Geriatrician Nancy Schoenborn noticed that medical residents, though she had tried to prepare them for it, often seemed ill at ease broaching sensitive medical topics with older patients. There were no guidelines, she says, and little consensus among even experienced doctors on how to do it most tactfully. "I realized there were no best practices or gold standards," says Schoenborn, an assistant professor in the Division of Geriatric Medicine and Gerontology at the Johns Hopkins School of Medicine. "I thought, maybe asking patients is the best way to find out what has the least risk of offending them." Her goal became understanding how to put doctors and their patients more at ease in these important discussions.
She ran a sequence of studies, starting with 40 one-on-one interviews and moving on to surveys with more than 800 participants, asking seniors how they prefer to talk about such health issues as life expectancy, frailty, and cancer screenings. The seniors described the emotional toll of these conversations—for example, how a doctor suggesting the patient stop cancer screenings might inadvertently signal to the patient that his or her life is not worth the test.

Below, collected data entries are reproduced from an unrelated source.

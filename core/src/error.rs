use compact_str::CompactString;
use thiserror::Error;

#[derive(Debug, Error)]
pub enum QuarryError {
    /// The query names an entity type the model does not map
    #[error("Entity type `{0}` is not mapped")]
    UnmappedEntity(CompactString),

    /// A member access names a property the entity does not map
    #[error("Member `{member}` is not mapped on entity `{entity}`")]
    UnmappedMember {
        entity: CompactString,
        member: CompactString,
    },

    /// The query model is malformed (e.g. an operator follows a terminal operator)
    #[error("Invalid query: {0}")]
    InvalidQuery(String),

    /// A named parameter referenced by the command has no value
    #[error("No value supplied for parameter `{0}`")]
    MissingParameter(CompactString),

    /// No rows returned when at least one was expected
    #[error("Sequence contains no elements")]
    EmptySequence,

    /// More rows returned than the operator allows
    #[error("Sequence contains more than one element")]
    MultipleElements,

    /// Error mapping row data into a value
    #[error("Mapping error: {0}")]
    Mapping(String),

    /// Error executing a command
    #[error("Execution error: {0}")]
    Execution(String),

    /// Every connection slot of the store is in use
    #[error("No free connection slot")]
    ConnectionBusy,

    /// The cancellation token fired while rows were being read
    #[error("Query was cancelled")]
    Cancelled,

    /// Rusqlite specific errors
    #[cfg(feature = "rusqlite")]
    #[error("Rusqlite error: {0}")]
    Rusqlite(#[from] rusqlite::Error),
}

impl QuarryError {
    pub(crate) fn unmapped_member(entity: &str, member: &str) -> Self {
        Self::UnmappedMember {
            entity: entity.into(),
            member: member.into(),
        }
    }
}

/// Result type for compilation and execution
pub type Result<T> = std::result::Result<T, QuarryError>;
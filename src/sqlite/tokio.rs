//! Async SQLite store. `rusqlite` is blocking, so opening a slot and
//! executing a command run on tokio's blocking pool.

use quarry_core::error::{QuarryError, Result};
use quarry_core::{
    AsyncConnection, AsyncDataReader, AsyncDataStore, BoundCommand, Connection, DataReader,
    DataStore, ValueRow,
};

use super::{SqliteConnection, SqliteReader, SqliteStore};

fn join_error(e: ::tokio::task::JoinError) -> QuarryError {
    QuarryError::Execution(format!("blocking task failed: {e}"))
}

/// Async handle over a [`SqliteStore`] pool.
#[derive(Debug, Clone)]
pub struct AsyncSqliteStore {
    inner: SqliteStore,
}

impl AsyncSqliteStore {
    pub fn new(inner: SqliteStore) -> Self {
        Self { inner }
    }

    pub fn open_in_memory() -> Result<Self> {
        SqliteStore::open_in_memory().map(Self::new)
    }

    /// The underlying sync store; shares the same pool.
    pub fn blocking(&self) -> &SqliteStore {
        &self.inner
    }
}

impl From<SqliteStore> for AsyncSqliteStore {
    fn from(inner: SqliteStore) -> Self {
        Self::new(inner)
    }
}

impl AsyncDataStore for AsyncSqliteStore {
    type Connection = AsyncSqliteConnection;

    async fn open(&self) -> Result<AsyncSqliteConnection> {
        let store = self.inner.clone();
        let conn = ::tokio::task::spawn_blocking(move || store.open())
            .await
            .map_err(join_error)??;
        Ok(AsyncSqliteConnection { inner: Some(conn) })
    }

    fn max_active_cursors(&self) -> Option<usize> {
        self.inner.max_active_cursors()
    }
}

#[derive(Debug)]
pub struct AsyncSqliteConnection {
    inner: Option<SqliteConnection>,
}

impl AsyncConnection for AsyncSqliteConnection {
    type Reader = AsyncSqliteReader;

    async fn execute_reader(&mut self, command: &BoundCommand) -> Result<AsyncSqliteReader> {
        let mut conn = self
            .inner
            .take()
            .ok_or_else(|| QuarryError::Execution("connection already released".into()))?;
        let command = command.clone();
        let (conn, read) = ::tokio::task::spawn_blocking(move || {
            let read = conn.execute_reader(&command);
            (conn, read)
        })
        .await
        .map_err(join_error)?;
        self.inner = Some(conn);
        Ok(AsyncSqliteReader { inner: read? })
    }
}

/// Buffered rows; reading never blocks.
#[derive(Debug, Default)]
pub struct AsyncSqliteReader {
    inner: SqliteReader,
}

impl AsyncDataReader for AsyncSqliteReader {
    async fn next_row(&mut self) -> Result<Option<ValueRow>> {
        self.inner.next_row()
    }
}
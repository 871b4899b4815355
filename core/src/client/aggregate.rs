use std::collections::VecDeque;

use crate::error::{QuarryError, Result};
use crate::model::Expr;
use crate::row::ValueRow;
use crate::value::Value;

use super::{Evaluator, NullAggregate, Terminal};

/// Running state of a [`Terminal`].
///
/// `push` returns `true` once the result is decided and no further rows can
/// change it.
#[derive(Debug)]
pub enum Aggregator {
    Collect,
    Scalar {
        on_null: NullAggregate,
        value: Option<Value>,
    },
    Count(i64),
    Any {
        predicate: Option<Expr>,
        found: bool,
    },
    All {
        predicate: Expr,
        holds: bool,
    },
    Min {
        nullable: bool,
        best: Option<Value>,
    },
    Max {
        nullable: bool,
        best: Option<Value>,
    },
    Sum(Option<Value>),
    Average {
        nullable: bool,
        total: f64,
        count: u64,
    },
    First {
        or_default: bool,
        row: Option<ValueRow>,
    },
    Single {
        or_default: bool,
        row: Option<ValueRow>,
    },
    Last {
        or_default: bool,
        row: Option<ValueRow>,
    },
    Contains {
        item: Value,
        found: bool,
    },
}

impl Aggregator {
    pub fn new(terminal: &Terminal, eval: &Evaluator<'_>) -> Result<Self> {
        Ok(match terminal {
            Terminal::Sequence => Self::Collect,
            Terminal::Scalar(on_null) => Self::Scalar {
                on_null: *on_null,
                value: None,
            },
            Terminal::Count => Self::Count(0),
            Terminal::Any(predicate) => Self::Any {
                predicate: predicate.clone(),
                found: false,
            },
            Terminal::All(predicate) => Self::All {
                predicate: predicate.clone(),
                holds: true,
            },
            Terminal::Min { nullable } => Self::Min {
                nullable: *nullable,
                best: None,
            },
            Terminal::Max { nullable } => Self::Max {
                nullable: *nullable,
                best: None,
            },
            Terminal::Sum => Self::Sum(None),
            Terminal::Average { nullable } => Self::Average {
                nullable: *nullable,
                total: 0.0,
                count: 0,
            },
            Terminal::First { or_default } => Self::First {
                or_default: *or_default,
                row: None,
            },
            Terminal::Single { or_default } => Self::Single {
                or_default: *or_default,
                row: None,
            },
            Terminal::Last { or_default } => Self::Last {
                or_default: *or_default,
                row: None,
            },
            Terminal::Contains(item) => Self::Contains {
                item: eval.eval_free(item)?,
                found: false,
            },
        })
    }

    /// Feeds one projected row; `env` is the row it was projected from.
    pub fn push(
        &mut self,
        eval: &Evaluator<'_>,
        env: &[Value],
        row: ValueRow,
        emit: &mut VecDeque<ValueRow>,
    ) -> Result<bool> {
        match self {
            Self::Collect => {
                emit.push_back(row);
                Ok(false)
            }
            Self::Scalar { value, .. } => {
                *value = Some(first_value(row));
                Ok(true)
            }
            Self::Count(n) => {
                *n += 1;
                Ok(false)
            }
            Self::Any { predicate, found } => {
                *found = match predicate {
                    Some(p) => eval.eval(p, env)?.is_truthy(),
                    None => true,
                };
                Ok(*found)
            }
            Self::All { predicate, holds } => {
                *holds = eval.eval(predicate, env)?.is_truthy();
                Ok(!*holds)
            }
            Self::Min { best, .. } => {
                let v = first_value(row);
                if !v.is_null() && best.as_ref().is_none_or(|b| v < *b) {
                    *best = Some(v);
                }
                Ok(false)
            }
            Self::Max { best, .. } => {
                let v = first_value(row);
                if !v.is_null() && best.as_ref().is_none_or(|b| v > *b) {
                    *best = Some(v);
                }
                Ok(false)
            }
            Self::Sum(total) => {
                let v = first_value(row);
                if !v.is_null() {
                    *total = Some(match total.take() {
                        None => v,
                        Some(acc) => add(&acc, &v)?,
                    });
                }
                Ok(false)
            }
            Self::Average { total, count, .. } => {
                let v = first_value(row);
                if let Some(f) = v.as_f64() {
                    *total += f;
                    *count += 1;
                }
                Ok(false)
            }
            Self::First { row: slot, .. } => {
                *slot = Some(row);
                Ok(true)
            }
            Self::Single { row: slot, .. } => {
                if slot.is_some() {
                    return Err(QuarryError::MultipleElements);
                }
                *slot = Some(row);
                Ok(false)
            }
            Self::Last { row: slot, .. } => {
                *slot = Some(row);
                Ok(false)
            }
            Self::Contains { item, found } => {
                *found = first_value(row) == *item;
                Ok(*found)
            }
        }
    }

    /// Emits the final result, if the terminal produces one.
    pub fn finish(&mut self, emit: &mut VecDeque<ValueRow>) -> Result<()> {
        let result = match self {
            Self::Collect => return Ok(()),
            Self::Scalar { on_null, value } => match (value.take(), on_null) {
                (Some(v), _) if !v.is_null() => v,
                (_, NullAggregate::Keep) => Value::Null,
                (_, NullAggregate::Zero) => Value::Integer(0),
                (_, NullAggregate::Empty) => return Err(QuarryError::EmptySequence),
            },
            Self::Count(n) => Value::Integer(*n),
            Self::Any { found, .. } => Value::from(*found),
            Self::All { holds, .. } => Value::from(*holds),
            Self::Min { nullable, best } | Self::Max { nullable, best } => match best.take() {
                Some(v) => v,
                None if *nullable => Value::Null,
                None => return Err(QuarryError::EmptySequence),
            },
            Self::Sum(total) => total.take().unwrap_or(Value::Integer(0)),
            Self::Average {
                nullable,
                total,
                count,
            } => match *count {
                0 if *nullable => Value::Null,
                0 => return Err(QuarryError::EmptySequence),
                n => Value::Real(*total / n as f64),
            },
            Self::First { or_default, row }
            | Self::Single { or_default, row }
            | Self::Last { or_default, row } => {
                match row.take() {
                    Some(row) => emit.push_back(row),
                    None if *or_default => {}
                    None => return Err(QuarryError::EmptySequence),
                }
                return Ok(());
            }
            Self::Contains { found, .. } => Value::from(*found),
        };
        emit.push_back(smallvec::smallvec![result]);
        Ok(())
    }
}

fn first_value(row: ValueRow) -> Value {
    row.into_iter().next().unwrap_or_default()
}

fn add(a: &Value, b: &Value) -> Result<Value> {
    match (a, b) {
        (Value::Integer(x), Value::Integer(y)) => x
            .checked_add(*y)
            .map(Value::Integer)
            .ok_or_else(|| QuarryError::Execution("integer overflow in sum".into())),
        _ => match (a.as_f64(), b.as_f64()) {
            (Some(x), Some(y)) => Ok(Value::Real(x + y)),
            _ => Err(QuarryError::Mapping(format!("cannot sum {a} and {b}"))),
        },
    }
}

One of her central findings was the significance of carefully choosing words. What may seem to a doctor like negligible differences in wording can affect a patient's emotional response and willingness to accept the doctor's advice. This was clear in regard to stopping cancer screening, often recommended by physicians when risk overrides benefit (for instance, when a patient's age or existing health problems increase the potential for serious side effects, such as bleeding from a colonoscopy). "Patients generally preferred to hear, 'The test won't help you live longer' over 'You may not live long enough to benefit,'" Schoenborn says. The former focuses the conversation on the value of the test, while the latter "can be seen as giving up on the patient," Schoenborn says. "In clinical practice, people really say it either way. I used to use those phrases interchangeably, but it was only when I heard patients' responses to my study that I realized these are really two very different ways of wording it."
There may be something that matters more than the doctor's phrasing, though: the connection he or she has with the patient. Schoenborn says she heard repeatedly that trust between a doctor and patient overrode the doctor's choice of words. One woman mentioned that she initially felt offended, diminished even, when her doctor suggested stopping mammograms given her age and health status. When she expressed her displeasure at his sounding as if he was writing her off, he simply responded, It's OK. You're going to be fine. "And she accepted that," Schoenborn says. "I was struck by the fact that this was not a very good explanation. He didn't talk about [the test's] benefits and harms at all, but it still worked for her. It all came down to their relationship."
Schoenborn's work revealed that patients' feelings on some topics varied as much as their conditions. In one study, most people said they were open to being offered a discussion about life expectancy as long as they had the option to refuse—about a third never wanted to discuss it. Among the suggestions for how to handle the conversation was using current health conditions as a way to segue into the issue of life expectancy, or speaking with a family member rather than the patient. "These are hard conversations, but I would hate for discomfort to be the barrier," Schoenborn says. "I don't want older adults to be subjected to screening tests that could be more harmful than beneficial because clinicians don't have right words. I hope my work will provide more tools for clinicians to have that confidence. I think there's reassurance in the relationships they have with patients, and we should probably involve them more."